1 research outputs found
Adversarial Mixture Of Experts with Category Hierarchy Soft Constraint
Product search is the most common way for people to satisfy their shopping
needs on e-commerce websites. Products are typically annotated with one of
several broad categorical tags, such as "Clothing" or "Electronics", as well as
finer-grained categories like "Refrigerator" or "TV", both under "Electronics".

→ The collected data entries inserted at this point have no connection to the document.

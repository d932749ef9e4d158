//! Grouping formatted lines into collapsible sections.
//!
//! A section is the maximal run of lines that follow one heading, up to the
//! next heading or end of input. The original renderer built these groups by
//! mutating live elements and marking each processed heading to stay
//! idempotent; here the pass is a pure function over data, so re-rendering
//! the same input can never double-wrap anything.

use crate::format::NoteLine;

#[derive(Clone, Debug, PartialEq, Eq)]
/// Collapsible grouping of the lines owned by one heading.
pub struct Section {
    /// Heading text shown on the toggle row.
    pub title: String,
    /// Nesting depth of the heading (1 for top-level).
    pub level: usize,
    /// Lines owned by this section, up to the next heading.
    pub body: Vec<NoteLine>,
}

#[derive(Clone, Debug, Default, PartialEq, Eq)]
/// A fully partitioned document: preamble plus ordered sections.
pub struct NoteDocument {
    /// Lines before the first heading, always visible.
    pub preamble: Vec<NoteLine>,
    /// Sections in document order.
    pub sections: Vec<Section>,
}

impl NoteDocument {
    #[must_use]
    /// Whether the document holds no content at all.
    pub fn is_empty(&self) -> bool {
        self.preamble.is_empty() && self.sections.is_empty()
    }

    #[must_use]
    /// Plain-text rendition of the whole document, for export and speech.
    ///
    /// Covers every section regardless of its current expansion state, so
    /// the exported artifact does not depend on transient UI state.
    pub fn plain_text(&self) -> String {
        let mut out = String::new();
        for line in &self.preamble {
            out.push_str(&line.plain());
            out.push('\n');
        }
        for section in &self.sections {
            out.push_str(&section.title);
            out.push('\n');
            for line in &section.body {
                out.push_str(&line.plain());
                out.push('\n');
            }
        }
        out
    }
}

#[must_use]
/// Partition formatted lines into a preamble and collapsible sections.
///
/// Every heading yields exactly one section owning the run of lines up to
/// the next heading; a heading with no following content yields an empty,
/// still-togglable section. Input with no headings lands entirely in the
/// preamble.
pub fn sectionize(lines: Vec<NoteLine>) -> NoteDocument {
    let mut document = NoteDocument::default();

    for line in lines {
        match line {
            NoteLine::Heading { text, level } => {
                document.sections.push(Section {
                    title: text,
                    level,
                    body: Vec::new(),
                });
            }
            other => {
                if let Some(section) = document.sections.last_mut() {
                    section.body.push(other);
                } else {
                    document.preamble.push(other);
                }
            }
        }
    }

    document
}

#[cfg(test)]
#[path = "tests/section.rs"]
mod tests;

These tags are used to construct a hierarchy of query categories. Distributions
of features such as price and brand popularity vary wildly across query
categories. In addition, feature importance for the purpose of CTR/CVR
predictions differs from one category to another. In this work, we leverage the
Mixture of Expert (MoE) framework to learn a ranking model that specializes for
each query category. In particular, our gate network relies solely on the
category ids extracted from the user query. While classical MoE's pick expert
towers spontaneously for each input example, we explore two techniques to
establish more explicit and transparent connections between the experts and
query categories. To help differentiate experts on their domain specialties, we
introduce a form of adversarial regularization among the expert outputs,
forcing them to disagree with one another. As a result, they tend to approach
each prediction problem from different angles, rather than copying one another.
This is validated by a much stronger clustering effect of the gate output
vectors under different categories. In addition, soft gating constraints based
on the categorical hierarchy are imposed to help similar products choose
similar gate values. and make them more likely to share similar experts. This
allows aggregation of training data among smaller sibling categories to
overcome data scarcity